To understand what we are talking about, once you've read this post, take half an hour and watch all the videos you find here, or here if you prefer X.

These features have not yet been released to everyone, but the videos should not have been falsified. (Conditional required)

New use cases for AI

For those who trust on word, from today, it is possible:

to instantly translate one language into another in a conversation, just as an interpreter would do.
Let the AI see a meeting and ask it to distinguish between the people it hears talking (But without it participating as an agent, simply showing it video and audio on the screen).
Let the AI sing (yes, you had tried that with Alexa too, but here we are on another level).
Let two AIs interact with each other, making them dialogue in human language. (And asking them to help each other discover the world).
Get advice on your appearance and voice tone (How do I look? We all asked ourselves this question but were afraid to ask fearing a negative human judgment).
You can get help with tasks while doing them on a tablet or in a notebook (without writing text or complex prompts, as you would with a real tutor).
Further evolve the concepts of customer service with very fast direct interactions between often annoyed users and often too stressed operators.
On the other end, it have a humanly emotional voice (always with distinctions related to the concept of human and synthetic emotion).

On this last point, I will stop for a while.

Vocal AIs, although they have made giant steps, have always been 'toneless' and a bit boring. Now you can joke with GPT-4o / Omni and ask her to be serious, radiant, and positive. But her itself, depending on what you tell her, will be amazed, worried, or laugh at what you have told it. (She as an AI)

On the concept of “she,” Sam Altman simply tweeted “her” yesterday, referring to the famous movie in which the protagonist falls in love with the voice of an AI.

Impacts on education

The tutoring part is quite interesting. Presented no less by Sal Khan, the founder of Khan Academy, whom I have already talked about in the past, it shows how his son manages to do math homework assisted by a tutor who observes in real time what he is doing, asks him questions, and offers suggestions. I will have to revise my school workshops now…

Impacts on business

At my last workshop, on Friday, it was evident that many people in the company were using free AIs like GPT-3.5. Maybe 5% of them are using 4.0 class solutions. But now that GPT-4o is available for free to everyone, what will happen in companies?

It is almost like having given everyone Chat GPT4, an operation that previously cost between 20 and 30 USD per user per month. Some parts of my book need to be edited again.

A detail about privacy

For those who are already complaining about the data's destination, OpenAI has also renewed Chat GPT's interface. Now, even free users can decide NOT TO DELIVER THEIR CONVERSATION DATA TO OPEN-AI with a simple click.

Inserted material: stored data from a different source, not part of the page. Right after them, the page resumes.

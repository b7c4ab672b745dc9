//! Capture port interface

use std::path::Path;

use async_trait::async_trait;
use thiserror::Error;

use super::SessionSink;
use crate::domain::recording::Duration;

/// Sample rate of every captured clip
pub const CLIP_SAMPLE_RATE: u32 = 44_100;

/// Channel count of every captured clip
pub const CLIP_CHANNELS: u16 = 2;

/// Bits per sample of every captured clip
pub const CLIP_BITS_PER_SAMPLE: u16 = 16;

/// Capture errors
#[derive(Debug, Clone, Error)]
pub enum CaptureError {
    #[error("Microphone access denied")]
    PermissionDenied,

    #[error("No audio input device available")]
    NoAudioDevice,

    #[error("Failed to open capture stream: {0}")]
    OpenFailed(String),

    #[error("Failed to encode captured audio: {0}")]
    EncodeFailed(String),
}

/// Port for microphone capture.
///
/// A capture goes through `prepare`, `start`, then `stop`. Failures that
/// happen between `start` and `stop` are reported through the sink given to
/// `prepare`.
#[async_trait]
pub trait CaptureBackend: Send + Sync {
    /// Open stream, valid from `prepare` until `stop`
    type Handle: Send;

    /// Ask for microphone access and set up duplex routing.
    /// Any failure counts as denied.
    async fn request_permission(&self) -> bool;

    /// Open a capture stream writing to `destination`.
    ///
    /// # Arguments
    /// * `destination` - Fresh file path for the clip
    /// * `sink` - Reporter for asynchronous encoder failures
    async fn prepare(
        &self,
        destination: &Path,
        sink: SessionSink,
    ) -> Result<Self::Handle, CaptureError>;

    /// Begin capturing into the prepared destination
    async fn start(&self, handle: &mut Self::Handle) -> Result<(), CaptureError>;

    /// Stop the stream, finish the file and return the captured length
    async fn stop(&self, handle: Self::Handle) -> Result<Duration, CaptureError>;

    /// Captured length so far; cheap enough to call every frame
    fn elapsed(&self, handle: &Self::Handle) -> Duration;
}
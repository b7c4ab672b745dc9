//! Recording entity

use std::path::{Path, PathBuf};

use chrono::{DateTime, Local};

use super::Duration;

/// One captured clip.
///
/// Only the title is mutable. The location is owned exclusively by this
/// recording: removing the recording from the store removes the file.
#[derive(Debug, Clone, PartialEq)]
pub struct Recording {
    title: String,
    capture_date: DateTime<Local>,
    duration: Duration,
    location: PathBuf,
}

impl Recording {
    /// Create a new recording
    pub fn new(
        title: impl Into<String>,
        capture_date: DateTime<Local>,
        duration: Duration,
        location: impl Into<PathBuf>,
    ) -> Self {
        Self {
            title: title.into(),
            capture_date,
            duration,
            location: location.into(),
        }
    }

    /// Display title
    pub fn title(&self) -> &str {
        &self.title
    }

    /// When the clip was captured
    pub fn capture_date(&self) -> DateTime<Local> {
        self.capture_date
    }

    /// Captured length
    pub fn duration(&self) -> Duration {
        self.duration
    }

    /// Path of the audio file
    pub fn location(&self) -> &Path {
        &self.location
    }

    /// Localized short date and time, e.g. `14/03/2023 10:42`
    pub fn printable_date(&self) -> String {
        self.capture_date.format("%x %H:%M").to_string()
    }

    pub(super) fn set_title(&mut self, title: String) {
        self.title = title;
    }
}
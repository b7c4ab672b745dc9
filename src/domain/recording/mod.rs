//! Recording domain module

mod duration;
mod entity;
mod naming;
mod store;

pub use duration::Duration;
pub use entity::Recording;
pub use naming::{ClipNamer, CLIP_BASE_NAME, CLIP_EXTENSION};
pub use store::RecordingStore;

Does this mean that the data is safe, in cloud environments with very high security standards (Iso 27000, HIPAA, SOC 2 TYPE II, and a lot of other very important standards)?

It needs to be explored further, but at least an answer has been given to one of the reasons that most hindered the free use of AI.

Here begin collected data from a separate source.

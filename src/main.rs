//! Voice Memos CLI entry point

use std::process::ExitCode;

use clap::Parser;
use tracing::warn;
use tracing_subscriber::EnvFilter;

use voice_memos::cli::{
    app::{load_merged_config, run_shell, EXIT_ERROR},
    args::{Cli, Commands},
    config_cmd::handle_config_command,
    presenter::Presenter,
};
use voice_memos::application::ports::ConfigStore;
use voice_memos::domain::config::AppConfig;
use voice_memos::infrastructure::XdgConfigStore;

#[tokio::main(flavor = "multi_thread", worker_threads = 2)]
async fn main() -> ExitCode {
    let cli = Cli::parse();
    let presenter = Presenter::new();
    let store = XdgConfigStore::new();

    if let Some(Commands::Config { action }) = cli.command {
        if let Err(e) = handle_config_command(action, &store, &presenter).await {
            presenter.error(&e.to_string());
            return ExitCode::from(EXIT_ERROR);
        }
        return ExitCode::SUCCESS;
    }

    let cli_config = cli.to_config();
    let (config, load_error) = match load_merged_config(&store, cli_config.clone()).await {
        Ok(config) => (config, None),
        Err(e) => (AppConfig::defaults().merge(cli_config), Some(e)),
    };

    init_tracing(config.log_level_or_default());
    if let Some(e) = load_error {
        warn!(error = %e, path = %store.path().display(), "Ignoring config file");
        presenter.warn(&format!("Ignoring config file: {}", e));
    }

    run_shell(config).await
}

/// Diagnostics go to stderr. `RUST_LOG` wins over the configured level.
fn init_tracing(level: &str) {
    let filter = EnvFilter::try_from_default_env()
        .or_else(|_| EnvFilter::try_new(level))
        .unwrap_or_else(|_| EnvFilter::new("warn"));

    tracing_subscriber::fmt()
        .with_env_filter(filter)
        .with_writer(std::io::stderr)
        .with_target(false)
        .init();
}
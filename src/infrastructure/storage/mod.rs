//! Clip storage infrastructure module

mod temp_dir;

pub use temp_dir::TempDirStorage;
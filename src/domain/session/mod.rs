//! Session domain module

mod state;

pub use state::{
    Affordances, InvalidStateTransition, SessionId, SessionKind, SessionMachine, SessionState,
};
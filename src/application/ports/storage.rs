//! Clip storage port interface

use std::path::{Path, PathBuf};

use async_trait::async_trait;
use thiserror::Error;

/// Storage errors
#[derive(Debug, Clone, Error)]
pub enum StorageError {
    #[error("Failed to prepare storage directory {path}: {reason}")]
    PrepareFailed { path: String, reason: String },

    #[error("Failed to delete {path}: {reason}")]
    DeleteFailed { path: String, reason: String },

    #[error("Clip file not found: {0}")]
    NotFound(String),
}

/// Port for the directory holding clip files
#[async_trait]
pub trait ClipStorage: Send + Sync {
    /// Create the storage directory if needed
    async fn prepare(&self) -> Result<(), StorageError>;

    /// Full path for a clip file name
    fn destination(&self, file_name: &str) -> PathBuf;

    /// Remove a clip file
    async fn remove(&self, location: &Path) -> Result<(), StorageError>;

    /// Check whether a clip file exists
    fn exists(&self, location: &Path) -> bool;
}
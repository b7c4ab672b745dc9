//! Playback infrastructure module

mod rodio_playback;

pub use rodio_playback::{RodioPlayback, RodioPlaybackHandle};
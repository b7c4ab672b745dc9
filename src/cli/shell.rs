//! Interactive shell command parsing

use thiserror::Error;

/// Error for a line that is not a valid command
#[derive(Debug, Clone, PartialEq, Eq, Error)]
pub enum ParseError {
    #[error("Unknown command '{0}'. Type 'help' for a list of commands")]
    UnknownCommand(String),

    #[error("'{command}' needs {expected}")]
    MissingArgument {
        command: &'static str,
        expected: &'static str,
    },

    #[error("'{0}' is not a recording number")]
    InvalidIndex(String),
}

/// One line typed into the shell.
/// Indices are 0-based here; the user types 1-based numbers.
#[derive(Debug, Clone, PartialEq, Eq)]
pub enum ShellCommand {
    /// Start a capture, or stop and keep the running one
    Record,
    /// Stop whatever is running, keeping a capture
    Stop,
    /// Stop the running capture without keeping it
    Discard,
    /// Play a recording, or stop it if it is the one playing
    Play(usize),
    List,
    Rename { index: usize, title: String },
    Delete(usize),
    Status,
    Help,
    Quit,
    /// Blank line
    Empty,
}

impl ShellCommand {
    /// Parse one input line
    pub fn parse(line: &str) -> Result<Self, ParseError> {
        let line = line.trim();
        let (word, rest) = match line.split_once(char::is_whitespace) {
            Some((word, rest)) => (word, rest.trim()),
            None => (line, ""),
        };

        match word.to_lowercase().as_str() {
            "" => Ok(Self::Empty),
            "record" | "rec" | "r" => Ok(Self::Record),
            "stop" | "s" => Ok(Self::Stop),
            "discard" => Ok(Self::Discard),
            "play" | "p" => parse_index("play", rest).map(Self::Play),
            "list" | "ls" | "l" => Ok(Self::List),
            "rename" | "mv" => {
                let (number, title) = match rest.split_once(char::is_whitespace) {
                    Some((number, title)) => (number, title.trim()),
                    None => (rest, ""),
                };
                let index = parse_index("rename", number)?;
                if title.is_empty() {
                    return Err(ParseError::MissingArgument {
                        command: "rename",
                        expected: "a recording number and a title",
                    });
                }
                Ok(Self::Rename {
                    index,
                    title: title.to_string(),
                })
            }
            "delete" | "rm" => parse_index("delete", rest).map(Self::Delete),
            "status" => Ok(Self::Status),
            "help" | "?" | "h" => Ok(Self::Help),
            "quit" | "exit" | "q" => Ok(Self::Quit),
            other => Err(ParseError::UnknownCommand(other.to_string())),
        }
    }
}

/// Parse a 1-based recording number into a 0-based index
fn parse_index(command: &'static str, text: &str) -> Result<usize, ParseError> {
    let text = text.split_whitespace().next().unwrap_or("");
    if text.is_empty() {
        return Err(ParseError::MissingArgument {
            command,
            expected: "a recording number",
        });
    }
    match text.parse::<usize>() {
        Ok(n) if n >= 1 => Ok(n - 1),
        _ => Err(ParseError::InvalidIndex(text.to_string())),
    }
}

#[cfg(test)]
mod tests {
    use super::*;

    #[test]
    fn parses_simple_commands() {
        assert_eq!(ShellCommand::parse("record"), Ok(ShellCommand::Record));
        assert_eq!(ShellCommand::parse("  STOP "), Ok(ShellCommand::Stop));
        assert_eq!(ShellCommand::parse("list"), Ok(ShellCommand::List));
        assert_eq!(ShellCommand::parse("q"), Ok(ShellCommand::Quit));
        assert_eq!(ShellCommand::parse(""), Ok(ShellCommand::Empty));
    }

    #[test]
    fn play_converts_to_zero_based() {
        assert_eq!(ShellCommand::parse("play 1"), Ok(ShellCommand::Play(0)));
        assert_eq!(ShellCommand::parse("p 12"), Ok(ShellCommand::Play(11)));
    }

    #[test]
    fn zero_is_not_a_recording_number() {
        assert_eq!(
            ShellCommand::parse("delete 0"),
            Err(ParseError::InvalidIndex("0".to_string()))
        );
    }

    #[test]
    fn missing_number_is_reported() {
        assert!(matches!(
            ShellCommand::parse("play"),
            Err(ParseError::MissingArgument { command: "play", .. })
        ));
    }

    #[test]
    fn rename_keeps_spaces_in_title() {
        assert_eq!(
            ShellCommand::parse("rename 2   Team   standup "),
            Ok(ShellCommand::Rename {
                index: 1,
                title: "Team   standup".to_string()
            })
        );
    }

    #[test]
    fn rename_needs_a_title() {
        assert!(matches!(
            ShellCommand::parse("rename 2"),
            Err(ParseError::MissingArgument {
                command: "rename",
                ..
            })
        ));
    }

    #[test]
    fn unknown_command_is_rejected() {
        assert_eq!(
            ShellCommand::parse("dance now"),
            Err(ParseError::UnknownCommand("dance".to_string()))
        );
    }
}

Who knows how much it costs

The interesting thing is that GPT-4o has already been released to all OpenAI users, including those for free.

OPENAI has therefore decided to carry forward its 'creed' of 'accessible AI' by offering everyone the most powerful AI model ever albeit with time and functionality limitations (including, for example, the voice assistant)

And this is where all the considerations about business models, who the product is, etc., can run wild. As long as we admit that we are not looking at a traditional business and therefore the future is yet to be written.

So…

We have a new model, multimodal for real, fast (I'm a little sorry for Groq, but NVidia's new GPUs come into their own on GPT-4o), which is still far from the concept of General Artificial Intelligence, but still has a lot of itself to discover.

It's especially a lot to ask of competitors, who will now have to figure out when they can pull their state-of-the-art out of the drawer and maybe finally bring in something new.